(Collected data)

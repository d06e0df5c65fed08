//! Direct-message relay server.
//!
//! Participants connect over WebSocket with a bearer token and receive presence and
//! delivery events; messages are sent and listed over HTTP.
//!
//! Run with:
//! ```not_rust
//! DENPO_JWT_SECRET=dev-secret cargo run --bin denpo-server -- --seed-file packages/server/seed/participants.json
//! cargo run --bin denpo-server -- --jwt-secret dev-secret --seed-file packages/server/seed/participants.json --port 3000
//! cargo run --bin denpo-server -- --jwt-secret dev-secret --seed-file packages/server/seed/participants.json --issue-token alice
//! ```

use std::sync::Arc;

use clap::Parser;
use denpo_server::{
    app::build_server,
    config::ServerConfig,
    domain::{ParticipantId, ParticipantRepository},
    infrastructure::{
        identity::JwtIdentityVerifier,
        repository::{InMemoryChatRepository, load_seed_file},
    },
};
use denpo_shared::logger::setup_logger;

#[tokio::main]
async fn main() {
    // Initialize tracing
    setup_logger("denpo_server", env!("CARGO_BIN_NAME"), "debug");

    let config = ServerConfig::parse();

    if let Err(e) = run(config).await {
        tracing::error!("Server error: {}", e);
        std::process::exit(1);
    }
}

async fn run(config: ServerConfig) -> Result<(), Box<dyn std::error::Error + Send + Sync>> {
    // 1. Durable store (in-memory stand-in)
    let repository = Arc::new(InMemoryChatRepository::new());
    if let Some(path) = &config.seed_file {
        load_seed_file(&repository, path).await?;
    }

    // 2. Identity verifier
    let verifier = Arc::new(JwtIdentityVerifier::new(config.jwt_secret.as_bytes()));

    if let Some(id) = &config.issue_token {
        let participant_id = ParticipantId::new(id.clone())?;
        let participant = repository
            .find_participant(&participant_id)
            .await?
            .ok_or_else(|| format!("participant '{}' is not in the seed file", participant_id))?;
        println!("{}", verifier.issue_token(&participant, config.token_ttl_secs)?);
        return Ok(());
    }

    // 3. Server
    let server = build_server(
        verifier,
        repository.clone(),
        repository,
        config.timeouts(),
        config.outbound_capacity(),
    );
    server.run(config.host, config.port).await
}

## Exercise requirements:
What's needed is every entry, returned word for word.

## Response to this task:
repository d06e0df5c65fed08
//! Direct-message relay server.
//!
//! Participants connect over WebSocket with a bearer token and receive presence and
//! delivery events; messages are sent and listed over HTTP.
//!
//! Run with:
//! ```not_rust
//! DENPO_JWT_SECRET=dev-secret cargo run --bin denpo-server -- --seed-file packages/server/seed/participants.json
//! cargo run --bin denpo-server -- --jwt-secret dev-secret --seed-file packages/server/seed/participants.json --port 3000
//! cargo run --bin denpo-server -- --jwt-secret dev-secret --seed-file packages/server/seed/participants.json --issue-token alice
//! ```

use std::sync::Arc;

use clap::Parser;
use denpo_server::{
    app::build_server,
    config::ServerConfig,
    domain::{ParticipantId, ParticipantRepository},
    infrastructure::{
        identity::JwtIdentityVerifier,
        repository::{InMemoryChatRepository, load_seed_file},
    },
};
use denpo_shared::logger::setup_logger;

#[tokio::main]
async fn main() {
    // Initialize tracing
    setup_logger("denpo_server", env!("CARGO_BIN_NAME"), "debug");

    let config = ServerConfig::parse();

    if let Err(e) = run(config).await {
        tracing::error!("Server error: {}", e);
        std::process::exit(1);
    }
}

async fn run(config: ServerConfig) -> Result<(), Box<dyn std::error::Error + Send + Sync>> {
    // 1. Durable store (in-memory stand-in)
    let repository = Arc::new(InMemoryChatRepository::new());
    if let Some(path) = &config.seed_file {
        load_seed_file(&repository, path).await?;
    }

    // 2. Identity verifier
    let verifier = Arc::new(JwtIdentityVerifier::new(config.jwt_secret.as_bytes()));

    if let Some(id) = &config.issue_token {
        let participant_id = ParticipantId::new(id.clone())?;
        let participant = repository
            .find_participant(&participant_id)
            .await?
            .ok_or_else(|| format!("participant '{}' is not in the seed file", participant_id))?;
        println!("{}", verifier.issue_token(&participant, config.token_ttl_secs)?);
        return Ok(());
    }

    // 3. Server
    let server = build_server(
        verifier,
        repository.clone(),
        repository,
        config.timeouts(),
        config.outbound_capacity(),
    );
    server.run(config.host, config.port).await
}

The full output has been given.